Please restate the listing that follows without changing anything.
START Recorded information
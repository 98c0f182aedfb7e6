//! Atomic JSON persistence shared by the ledger, partial files and outputs.

use std::fs;
use std::io::{BufWriter, Write};
use std::path::{Path, PathBuf};

use serde::Serialize;
use serde::de::DeserializeOwned;
use sha2::{Digest, Sha256};
use thiserror::Error;
use tracing::debug;

/// Errors reading or writing JSON files.
#[derive(Debug, Error)]
pub enum StoreError {
    /// File system failure.
    #[error("I/O error on {path}: {source}")]
    Io {
        /// File involved.
        path: PathBuf,
        /// Underlying error.
        #[source]
        source: std::io::Error,
    },

    /// Malformed or unserializable JSON.
    #[error("JSON error on {path}: {source}")]
    Json {
        /// File involved.
        path: PathBuf,
        /// Underlying error.
        #[source]
        source: serde_json::Error,
    },
}

impl StoreError {
    /// Creates an I/O error for `path`.
    pub fn io(path: impl Into<PathBuf>, source: std::io::Error) -> Self {
        Self::Io {
            path: path.into(),
            source,
        }
    }

    /// Creates a JSON error for `path`.
    pub fn json(path: impl Into<PathBuf>, source: serde_json::Error) -> Self {
        Self::Json {
            path: path.into(),
            source,
        }
    }
}

/// Serializes `value` to `path` through a sibling temp file and a rename, so
/// readers never observe a half-written file.
///
/// Parent directories are created as needed.
///
/// # Errors
///
/// Returns [`StoreError`] on I/O or serialization failure. The temp file is
/// removed on failure.
pub fn write_json_atomic<T: Serialize + ?Sized>(path: &Path, value: &T) -> Result<(), StoreError> {
    if let Some(parent) = path.parent()
        && !parent.as_os_str().is_empty()
    {
        fs::create_dir_all(parent).map_err(|e| StoreError::io(parent, e))?;
    }

    let tmp_path = temp_path_for(path);
    let write_result = (|| {
        let file = fs::File::create(&tmp_path).map_err(|e| StoreError::io(&tmp_path, e))?;
        let mut writer = BufWriter::new(file);
        serde_json::to_writer_pretty(&mut writer, value)
            .map_err(|e| StoreError::json(&tmp_path, e))?;
        writer.flush().map_err(|e| StoreError::io(&tmp_path, e))?;
        let file = writer
            .into_inner()
            .map_err(|e| StoreError::io(&tmp_path, e.into_error()))?;
        file.sync_all().map_err(|e| StoreError::io(&tmp_path, e))?;
        fs::rename(&tmp_path, path).map_err(|e| StoreError::io(path, e))
    })();

    if write_result.is_err() {
        // Leave nothing behind that a later merge could pick up.
        let _ = fs::remove_file(&tmp_path);
    } else {
        debug!(path = %path.display(), "wrote json file");
    }
    write_result
}

/// Reads and deserializes a JSON file.
///
/// # Errors
///
/// Returns [`StoreError`] when the file cannot be read or parsed.
pub fn read_json_file<T: DeserializeOwned>(path: &Path) -> Result<T, StoreError> {
    let raw = fs::read_to_string(path).map_err(|e| StoreError::io(path, e))?;
    serde_json::from_str(&raw).map_err(|e| StoreError::json(path, e))
}

/// Partial file name for an article URL: `article_<16 hex chars>.json`.
///
/// The name is a stable hash of the URL, so re-crawling the same article
/// overwrites its own partial instead of adding a duplicate.
#[must_use]
pub fn partial_file_name(url: &str) -> String {
    let digest = Sha256::digest(url.as_bytes());
    let hex: String = digest.iter().take(8).map(|b| format!("{b:02x}")).collect();
    format!("article_{hex}.json")
}

fn temp_path_for(path: &Path) -> PathBuf {
    let mut name = path
        .file_name()
        .map(std::ffi::OsStr::to_os_string)
        .unwrap_or_default();
    name.push(".tmp");
    path.with_file_name(name)
}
END Recorded information
● Exercise response
repository 98c0f182aedfb7e6
//! Atomic JSON persistence shared by the ledger, partial files and outputs.

use std::fs;
use std::io::{BufWriter, Write};
use std::path::{Path, PathBuf};

use serde::Serialize;
use serde::de::DeserializeOwned;
use sha2::{Digest, Sha256};
use thiserror::Error;
use tracing::debug;

/// Errors reading or writing JSON files.
#[derive(Debug, Error)]
pub enum StoreError {
    /// File system failure.
    #[error("I/O error on {path}: {source}")]
    Io {
        /// File involved.
        path: PathBuf,
        /// Underlying error.
        #[source]
        source: std::io::Error,
    },

    /// Malformed or unserializable JSON.
    #[error("JSON error on {path}: {source}")]
    Json {
        /// File involved.
        path: PathBuf,
        /// Underlying error.
        #[source]
        source: serde_json::Error,
    },
}

impl StoreError {
    /// Creates an I/O error for `path`.
    pub fn io(path: impl Into<PathBuf>, source: std::io::Error) -> Self {
        Self::Io {
            path: path.into(),
            source,
        }
    }

    /// Creates a JSON error for `path`.
    pub fn json(path: impl Into<PathBuf>, source: serde_json::Error) -> Self {
        Self::Json {
            path: path.into(),
            source,
        }
    }
}

/// Serializes `value` to `path` through a sibling temp file and a rename, so
/// readers never observe a half-written file.
///
/// Parent directories are created as needed.
///
/// # Errors
///
/// Returns [`StoreError`] on I/O or serialization failure. The temp file is
/// removed on failure.
pub fn write_json_atomic<T: Serialize + ?Sized>(path: &Path, value: &T) -> Result<(), StoreError> {
    if let Some(parent) = path.parent()
        && !parent.as_os_str().is_empty()
    {
        fs::create_dir_all(parent).map_err(|e| StoreError::io(parent, e))?;
    }

    let tmp_path = temp_path_for(path);
    let write_result = (|| {
        let file = fs::File::create(&tmp_path).map_err(|e| StoreError::io(&tmp_path, e))?;
        let mut writer = BufWriter::new(file);
        serde_json::to_writer_pretty(&mut writer, value)
            .map_err(|e| StoreError::json(&tmp_path, e))?;
        writer.flush().map_err(|e| StoreError::io(&tmp_path, e))?;
        let file = writer
            .into_inner()
            .map_err(|e| StoreError::io(&tmp_path, e.into_error()))?;
        file.sync_all().map_err(|e| StoreError::io(&tmp_path, e))?;
        fs::rename(&tmp_path, path).map_err(|e| StoreError::io(path, e))
    })();

    if write_result.is_err() {
        // Leave nothing behind that a later merge could pick up.
        let _ = fs::remove_file(&tmp_path);
    } else {
        debug!(path = %path.display(), "wrote json file");
    }
    write_result
}

/// Reads and deserializes a JSON file.
///
/// # Errors
///
/// Returns [`StoreError`] when the file cannot be read or parsed.
pub fn read_json_file<T: DeserializeOwned>(path: &Path) -> Result<T, StoreError> {
    let raw = fs::read_to_string(path).map_err(|e| StoreError::io(path, e))?;
    serde_json::from_str(&raw).map_err(|e| StoreError::json(path, e))
}

/// Partial file name for an article URL: `article_<16 hex chars>.json`.
///
/// The name is a stable hash of the URL, so re-crawling the same article
/// overwrites its own partial instead of adding a duplicate.
#[must_use]
pub fn partial_file_name(url: &str) -> String {
    let digest = Sha256::digest(url.as_bytes());
    let hex: String = digest.iter().take(8).map(|b| format!("{b:02x}")).collect();
    format!("article_{hex}.json")
}

fn temp_path_for(path: &Path) -> PathBuf {
    let mut name = path
        .file_name()
        .map(std::ffi::OsStr::to_os_string)
        .unwrap_or_default();
    name.push(".tmp");
    path.with_file_name(name)
}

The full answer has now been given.